First of all, if you have programmed before, try to forget that while reading. CRPL is (unlike many others) a stack based language, that means you put (push) all numers on a big stack of numbers and functions (like SetCreeper or QueueMove) get (pop) the last number(s) from the stack and do something with it (create a spore, emit creeper). Think of a stack of plates in the cafeteria. People take the top plate. Then someone brings more plates and they go on top and people start taking from the top again. The whole script will be executed once per frame. In scripts, you can use '#' skip the rest of the line.
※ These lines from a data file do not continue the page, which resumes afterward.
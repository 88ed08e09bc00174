//! 统一错误类型模块
//!
//! # 设计思路
//!
//! `LoadError` 只描述单次加载的失败；配置文件、命令行等外围流程另有失败来源。
//! `AppError` 把它们收敛到一个枚举，供二进制入口与设置加载使用。
//!
//! # 实现思路
//!
//! - 使用 `thiserror` 派生可读错误消息。
//! - 为 `LoadError` / `std::io::Error` 提供 `From` 转换，无需手动 map。
//! - 实现 `Serialize` 将错误序列化为字符串，便于以 JSON 输出。

use serde::Serialize;

use crate::image_loader::LoadError;

/// 应用级统一错误类型
#[derive(Debug, thiserror::Error)]
pub enum AppError {
    /// 图片来源加载失败
    #[error("{0}")]
    Load(#[from] LoadError),

    /// 文件系统 I/O 错误
    #[error("io error: {0}")]
    Io(#[from] std::io::Error),

    /// 配置文件或命令行参数无效
    #[error("invalid configuration: {0}")]
    Config(String),
}

impl Serialize for AppError {
    fn serialize<S>(&self, serializer: S) -> Result<S::Ok, S::Error>
    where
        S: serde::Serializer,
    {
        serializer.serialize_str(&self.to_string())
    }
}
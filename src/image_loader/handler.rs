//! # 核心编排模块
//!
//! ## 设计思路
//!
//! `ImageLoader` 只负责分发与配置管理：按来源类别把请求交给恰好一个加载函数，
//! 自身不保存任何请求级状态，每次调用互相独立。
//!
//! ## 实现思路
//!
//! - 配置通过 `Arc<RwLock<LoaderConfig>>` 支持运行时替换，单次请求使用同一快照。
//! - 注册表与配置一起共享，`ImageLoader` 可廉价克隆，便于交给异步任务。
//! - 记录每次加载的来源类别与耗时，便于诊断。

use std::sync::{Arc, PoisonError, RwLock};
use std::time::Instant;

use serde_json::Value;

use super::registry::{ReferenceUrlRegistry, RegistryLimits};
use super::source::{ImageInput, LoadedImage};
use super::{LoadError, LoaderConfig};

/// 图片来源加载器。
#[derive(Clone)]
pub struct ImageLoader {
    pub(super) config: Arc<RwLock<LoaderConfig>>,
    pub(super) registry: ReferenceUrlRegistry,
}

impl ImageLoader {
    /// 根据配置创建加载器，同时创建独立的引用 URL 注册表。
    ///
    /// # 示例
    /// ```rust
    /// use image_loader::{ImageLoader, LoaderConfig};
    ///
    /// let loader = ImageLoader::new(LoaderConfig::default())?;
    /// let loaded = loader.load_string("cat.png")?;
    /// assert_eq!(loaded.src(), "cat.png");
    /// # Ok::<(), image_loader::LoadError>(())
    /// ```
    pub fn new(config: LoaderConfig) -> Result<Self, LoadError> {
        let registry = ReferenceUrlRegistry::with_limits(RegistryLimits::from(&config));
        Self::with_registry(config, registry)
    }

    /// 复用已有注册表，多个加载器可共享同一组引用 URL。
    ///
    /// 注册表的配额以传入的配置为准。
    pub fn with_registry(config: LoaderConfig, registry: ReferenceUrlRegistry) -> Result<Self, LoadError> {
        config.validate()?;
        registry.set_limits(RegistryLimits::from(&config));
        Ok(Self {
            config: Arc::new(RwLock::new(config)),
            registry,
        })
    }

    /// 获取配置快照，保证单次请求链路使用一致参数。
    pub fn config_snapshot(&self) -> LoaderConfig {
        self.config
            .read()
            .unwrap_or_else(PoisonError::into_inner)
            .clone()
    }

    /// 替换配置，注册表配额同步更新。
    ///
    /// 配额与配置在同一把写锁内更新，读到新配置的请求必然也看到新配额。
    pub fn set_config(&self, config: LoaderConfig) -> Result<(), LoadError> {
        config.validate()?;
        let mut current = self.config.write().unwrap_or_else(PoisonError::into_inner);
        self.registry.set_limits(RegistryLimits::from(&config));
        *current = config;
        drop(current);

        log::info!("⚙️ 已更新图片加载配置");
        Ok(())
    }

    pub fn registry(&self) -> &ReferenceUrlRegistry {
        &self.registry
    }

    /// 处理主入口：按来源类别分发到对应加载函数。
    ///
    /// # 示例
    /// ```rust
    /// use image_loader::{Blob, ImageInput, ImageLoader, LoaderConfig};
    ///
    /// # async fn demo() -> Result<(), image_loader::LoadError> {
    /// let loader = ImageLoader::new(LoaderConfig::default())?;
    /// let loaded = loader.load_anything(ImageInput::Blob(Blob::new(vec![1u8, 2, 3]))).await?;
    /// assert!(loaded.src().starts_with("blob:"));
    /// loaded.release();
    /// # Ok(())
    /// # }
    /// ```
    pub async fn load_anything(&self, input: ImageInput) -> Result<LoadedImage, LoadError> {
        let start = Instant::now();
        let kind = input.kind();

        let result = match input {
            ImageInput::Text(src) => self.load_string(&src),
            ImageInput::Blob(blob) => self.load_blob(&blob),
            ImageInput::File(file) => self.load_file(&file).await,
        };

        match &result {
            Ok(_) => log::info!("✅ 图片来源加载完成 - kind={} elapsed={}ms", kind, start.elapsed().as_millis()),
            Err(e) => log::debug!("❌ 图片来源加载失败 - kind={} code={}: {}", kind, e.code(), e),
        }
        result
    }

    /// 动态负载入口：先识别类别，再交给 [`ImageLoader::load_anything`]。
    pub async fn load_value(&self, value: &Value) -> Result<LoadedImage, LoadError> {
        let input = self.classify(value)?;
        self.load_anything(input).await
    }

    pub(super) fn classify(&self, value: &Value) -> Result<ImageInput, LoadError> {
        ImageInput::classify(value, self.config_snapshot().max_reference_bytes)
    }
}

impl Default for ImageLoader {
    /// 默认配置必然通过校验，无需返回 `Result`。
    fn default() -> Self {
        let config = LoaderConfig::default();
        Self {
            registry: ReferenceUrlRegistry::with_limits(RegistryLimits::from(&config)),
            config: Arc::new(RwLock::new(config)),
        }
    }
}

impl std::fmt::Debug for ImageLoader {
    fn fmt(&self, f: &mut std::fmt::Formatter<'_>) -> std::fmt::Result {
        f.debug_struct("ImageLoader")
            .field("config", &self.config_snapshot())
            .field("registry", &self.registry)
            .finish()
    }
}
//! # 图片来源加载器 — 命令行入口
//!
//! 本文件只负责参数解析、日志初始化与结果输出，
//! 加载逻辑全部位于 `image_loader` 模块，详见 `lib.rs` 架构文档。
//!
//! ```text
//! image-loader [--config <path>] [--file <path> | --blob <path> | --json <value> | <text>]...
//! ```
//!
//! 每个输入输出一行 JSON（`{"src":..}` 或 `{"src":..,"alt":..}`），
//! 任一输入失败时退出码为 1。

use std::path::PathBuf;
use std::process::ExitCode;

use image_loader::settings::{self, CONFIG_ENV_VAR};
use image_loader::{AppError, Blob, FileHandle, ImageInput, ImageLoader, LoadedImage, LoaderConfig};

#[derive(Debug, PartialEq, Eq)]
enum CliInput {
    Text(String),
    File(PathBuf),
    Blob(PathBuf),
    Json(String),
}

#[derive(Debug, Default, PartialEq, Eq)]
struct CliArgs {
    config: Option<PathBuf>,
    inputs: Vec<CliInput>,
}

fn parse_args<I>(args: I) -> Result<CliArgs, AppError>
where
    I: IntoIterator<Item = String>,
{
    let mut parsed = CliArgs::default();
    let mut args = args.into_iter();

    while let Some(arg) = args.next() {
        match arg.as_str() {
            "--config" => parsed.config = Some(PathBuf::from(value_for(&mut args, "--config")?)),
            "--file" => parsed.inputs.push(CliInput::File(PathBuf::from(value_for(&mut args, "--file")?))),
            "--blob" => parsed.inputs.push(CliInput::Blob(PathBuf::from(value_for(&mut args, "--blob")?))),
            "--json" => parsed.inputs.push(CliInput::Json(value_for(&mut args, "--json")?)),
            "--" => parsed.inputs.extend(args.by_ref().map(CliInput::Text)),
            flag if flag.starts_with("--") => {
                return Err(AppError::Config(format!("unknown option {}", flag)));
            }
            _ => parsed.inputs.push(CliInput::Text(arg)),
        }
    }

    if parsed.inputs.is_empty() {
        return Err(AppError::Config("no input given".to_string()));
    }
    Ok(parsed)
}

fn value_for(args: &mut impl Iterator<Item = String>, flag: &str) -> Result<String, AppError> {
    args.next()
        .ok_or_else(|| AppError::Config(format!("missing value for {}", flag)))
}

fn resolve_config(cli_path: Option<PathBuf>) -> Result<LoaderConfig, AppError> {
    match cli_path.or_else(|| std::env::var_os(CONFIG_ENV_VAR).map(PathBuf::from)) {
        Some(path) => settings::load_config_from_path(&path),
        None => Ok(LoaderConfig::default()),
    }
}

async fn load_one(loader: &ImageLoader, input: CliInput) -> Result<LoadedImage, AppError> {
    let loaded = match input {
        CliInput::Text(text) => loader.load_anything(ImageInput::Text(text)).await?,
        CliInput::File(path) => loader.load_anything(FileHandle::new(path).into()).await?,
        CliInput::Blob(path) => {
            let bytes = tokio::fs::read(&path).await?;
            loader.load_anything(Blob::new(bytes).into()).await?
        }
        CliInput::Json(raw) => {
            let value = serde_json::from_str::<serde_json::Value>(&raw)
                .map_err(|e| AppError::Config(format!("invalid --json value: {}", e)))?;
            loader.load_value(&value).await?
        }
    };
    Ok(loaded)
}

async fn run(args: CliArgs) -> Result<bool, AppError> {
    let config = resolve_config(args.config)?;
    let loader = ImageLoader::new(config)?;
    let mut all_ok = true;

    for input in args.inputs {
        match load_one(&loader, input).await {
            Ok(loaded) => {
                // 引用 URL 只在本进程内有效，输出后立即释放
                let content = loaded.release();
                let line = serde_json::to_string(&content)
                    .map_err(|e| AppError::Config(format!("failed to render result: {}", e)))?;
                println!("{}", line);
            }
            Err(err) => {
                log::error!("加载失败: {}", err);
                all_ok = false;
            }
        }
    }

    Ok(all_ok)
}

#[tokio::main]
async fn main() -> ExitCode {
    env_logger::Builder::from_env(env_logger::Env::default().default_filter_or("info")).init();

    let args = match parse_args(std::env::args().skip(1)) {
        Ok(args) => args,
        Err(err) => {
            log::error!("{}", err);
            eprintln!(
                "usage: image-loader [--config <path>] [--file <path> | --blob <path> | --json <value> | <text>]..."
            );
            return ExitCode::from(2);
        }
    };

    match run(args).await {
        Ok(true) => ExitCode::SUCCESS,
        Ok(false) => ExitCode::FAILURE,
        Err(err) => {
            log::error!("{}", err);
            ExitCode::FAILURE
        }
    }
}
Think of it as a comment in you script.
#this is a comment and will not be executed
Time to create your first CRPL script! Try to use the functions GetCoords and SetCreeper. CurrentCoords puts two numbers on the stack (the X and Y coordinates of the CRPL tower) and SetCreeper pops 3 numbers from the stack (X and Y coords the creeper will be set on and the amount of creeper). The following code sets the creeper height to 5 every frame (there are 30 frames in an in-game second):
#Set the creeper to height 5 on the current position
CurrentCoords 5 SetCreeper

Instead of '5' you could pick another number or a variable (explained later) and instead of CurrentCoords you could pick two number to indicate the cell where the creeper has to be set. Here are 2 more examples of what you could write:
0 0 1 AddCreeper
AddCreeper: instead of setting the creeper to a specific height, this adds creeper.
#Set the creeper to 1 on a random position
RandCoords 1 SetCreeper

RandCoords: This picks a random X and Y coordinate somewhere on the map.
One more useful functions before I move on to the next section, you can use TIME Delay to stop the execution of the script for the set amount of time. So if you want to add 20 creeper every 3 seconds, you could write:
#first we add the creeper
CurrentCoords 20 AddCreeper
#then wait 3 seconds
90 Delay

This of course gives much more possibilitys check out this one:
CurrentCoords -10 AddCreeper 30 Delay
RandCoords 5 AddCreeper 30 Delay
CurrentCoords 15 AddCreeper 60 Delay

[close]




Using the tracelog and further introduction of a stack language:

Spoiler

There's a built-in function to show numbers that are currently on the stack. To enable the trace log, you must call the function ShowTraceLog. After that you can use the function Trace to pop an item from the stack and show it on the trace log (removes the item from the stack!). Use Trace2, Trace3, Trace4, Trace5 and TraceStack to pop and show 2, 3, 4, 5 or the whole stack on the trace log (TraceStack doesn't pop anything from the list).
The notation of the stack: We use OPERATION (BEFORE -- AFTER), try to use this if possible. So here are a few examples:
Add (99 33 -- 132)
once ShowTraceLog 99 33 Add Trace endonce
Sub (12 7 -- 5)
Mod (15 6 -- 3)
You can use multiple operators, but remember that they only pop the last added items from the stack. So where we normally would write (1+2)*(3+4), you now have to write 1 2 add 3 4 add mul
The most important thing here is that you keep in mind that what you've put on the stack last, will be the first you take off (Last In First Out). So '8 5 4 add' will result in '8 9' because 5+4=9. If you add another 'add' the sum of 9 and 8 will be calculated since that are the last two items on the stack.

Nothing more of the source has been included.